DPMN Bulletin: Volume X, Number 2, April 2003

An Assessment of Development Policy Initiatives in Lesotho

Dr. Tšitso Monaheng

Introduction 

This paper examines the major features of development policy in Lesotho and how it has evolved over time. The economic, social and political environment forms the background against which successive policy initiatives are discussed. This context reflects the challenges which development policy needs to overcome in order to be effective, or constraints that need to be taken into account in formulating policy.

Economic, Social and Political Context

Economic Factors

With a population of about 2 million people and a land area of 30,350 square kilometres, Lesotho occupies the unique geographical position of being completely surrounded by one country, South Africa, and is heavily dependent on that country economically. The country’s rugged terrain is prone to the hazards of soil erosion, and this constitutes a threat to the continued availability of the limited amount of arable land – about 13 % of the land is arable. In spite of the recent acceleration in rural-urban migration, 80% of the population still live in the rural areas (Hassan 2002, 1).

Between 1990 and 1999 the agricultural sector accounted for 20% of the gross domestic product (GDP). The secondary sector (manufacturing and construction) accounted for 38% while the tertiary sector accounted for 42% of the GDP. Citing World Bank sources, SGTS and Associates note that the share of agriculture had declined from 31% in 1979, while that of the secondary sector had increased from 23% in the same year (SGTS & Associates 2000, 5). Lesotho’s economic dependence on South Africa is reflected by a number of factors. For example, the country gets 90% of its imports from South Africa while 65% of its exports go there. In addition, a significant proportion of its labour force still finds employment in South Africa, especially in the mines, although this number is declining because of layoffs in the mining industry (Hassan 2002, 3).

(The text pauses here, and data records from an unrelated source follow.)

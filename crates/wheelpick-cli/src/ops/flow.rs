//! Run Flow - lockfile to downloaded artifacts
//!
//! Resolution is done up front for every package. Verification and download
//! then run as an order-preserving buffered stream so each report line can be
//! printed as soon as its package, and every package before it, is done.

use crate::Cli;
use crate::ops::context::{Context, RunOptions};
use crate::ops::resolve::build_profile;
use crate::ui::{ColumnWidths, render_report};
use anyhow::{Context as _, Result};
use futures::{StreamExt, stream};
use std::sync::Arc;
use tracing::{debug, info, warn};
use wheelpick_core::io::FetchError;
use wheelpick_core::io::download::download_package;
use wheelpick_core::io::index::HttpIndexClient;
use wheelpick_core::lockfile::LockfileSource;
use wheelpick_core::verify::{Verification, verify};
use wheelpick_core::{PackageReport, RepositoryRegistry, ResolvedPackage};

/// Execute one `wheelpick` invocation.
pub async fn run(cli: &Cli) -> Result<()> {
    let profile = build_profile(cli)?;

    let source = match &cli.sourcefile {
        Some(path) => LockfileSource::open(path)?,
        None => {
            let cwd = std::env::current_dir().context("Failed to read the current directory")?;
            LockfileSource::discover(&cwd).await?
        }
    };
    info!("Reading {} lockfile {}", source.format(), source.path().display());

    let mut registry = RepositoryRegistry::new(&cli.index_url);
    let loaded = source.load_credentials(&mut registry).await?;
    debug!("Loaded {loaded} stored credentials");
    let records = source.packages(&cli.groups, &mut registry).await?;

    let packages: Vec<ResolvedPackage> = records
        .iter()
        .map(|record| ResolvedPackage::resolve(record, &profile))
        .collect();

    if !cli.dry_run {
        tokio::fs::create_dir_all(&cli.target)
            .await
            .with_context(|| format!("Failed to create {}", cli.target.display()))?;
    }

    let client = wheelpick_core::io::http_client().context("Failed to build HTTP client")?;
    let ctx = Context::new(
        client.clone(),
        Arc::new(HttpIndexClient::new(client)),
        registry,
        cli.target.clone(),
        RunOptions::from_cli(cli),
    );

    let widths = ColumnWidths::measure(&packages);
    let color = !cli.no_color;
    let total = packages.len();

    let mut reports = stream::iter(packages)
        .map(|package| process_package(&ctx, package))
        .buffered(usize::from(cli.jobs));
    while let Some(report) = reports.next().await {
        println!("{}", render_report(&report?, widths, color));
    }

    info!("Processed {total} packages");
    Ok(())
}

/// Verify a package and, unless this is a dry run, download it.
///
/// Failures end the run unless `ignore_missing` is set, in which case they
/// are recorded on the report. A dry run that locates nothing only warns.
pub async fn process_package(ctx: &Context, package: ResolvedPackage) -> Result<PackageReport, FetchError> {
    let options = ctx.options;
    let verification = match verify(ctx.index.as_ref(), &ctx.registry, &package, options.verify).await {
        Ok(verification) => verification,
        Err(e) if options.ignore_missing => Verification::failed(&e),
        Err(e) => return Err(e),
    };
    let mut report = PackageReport::new(package, verification);
    if report.is_fatal() {
        return Ok(report);
    }

    if options.dry_run {
        if report.located().is_none() {
            let missing = FetchError::MissingUrl {
                package: report.package().name().to_string(),
            };
            warn!("{missing}");
            report.verification_mut().note(&missing);
        }
        return Ok(report);
    }
    match download_package(&ctx.client, &ctx.registry, &report, &ctx.target).await {
        Ok(path) => {
            debug!("Saved {}", path.display());
            Ok(report)
        }
        Err(e) => settle(report, e, options.ignore_missing),
    }
}

fn settle(mut report: PackageReport, error: FetchError, ignore_missing: bool) -> Result<PackageReport, FetchError> {
    if !ignore_missing {
        return Err(error);
    }
    report.verification_mut().absorb(&error);
    Ok(report)
}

During the 1990s, but before the political disturbances of 1998, Lesotho experienced a relatively rapid economic growth of 5.2% a year on average (Gay and Hall 2000, VIII). This was mainly as a result of the construction work associated with the Lesotho Highlands Water Project as well as the expansion of textile industries owned by Chinese and South African entrepreneurs. Nevertheless, unemployment was still estimated to affect 40% of the labour force. Yet, prospects for economic growth are expected to remain bleak due to: (a) an uncertain outlook for foreign investment emanating from perceived political instability following the political disturbances of 1998; (b) continuing decline in mineworkers’ remittances; (c) the expected drop in revenue accruing from the Southern African Customs Union (SACU) with the establishment of a free trade area between the European Union and South Africa; and (d) decline in investment associated with Lesotho Highlands Water Project (Hassan 2002, 4).

Social Conditions

Notwithstanding the impressive rate of growth of the economy during most of the 1990s, poverty remained endemic in Lesotho. A study published by Sechaba Consultants shows that using a destitution level of M40 (approximately 4 US dollars) per household member per month, and a poverty level of M80 per month per person, 49% of households fell into the destitute category and another 19% in the poor category (Gay and Hall 2000, XIV). This means that, overall, 68% of households in Lesotho were poor during the 1990s on the basis of income levels. The UNDP (1998, 2) also notes that using the Human Development Index (HDI), Lesotho was ranked among the low HDI countries during the period of high economic growth. The levels of inequality in Lesotho are among the highest in the world. However, in 2000, the country’s GNP per head stood at $540, slightly above the average of $500 for Sub-Saharan Africa.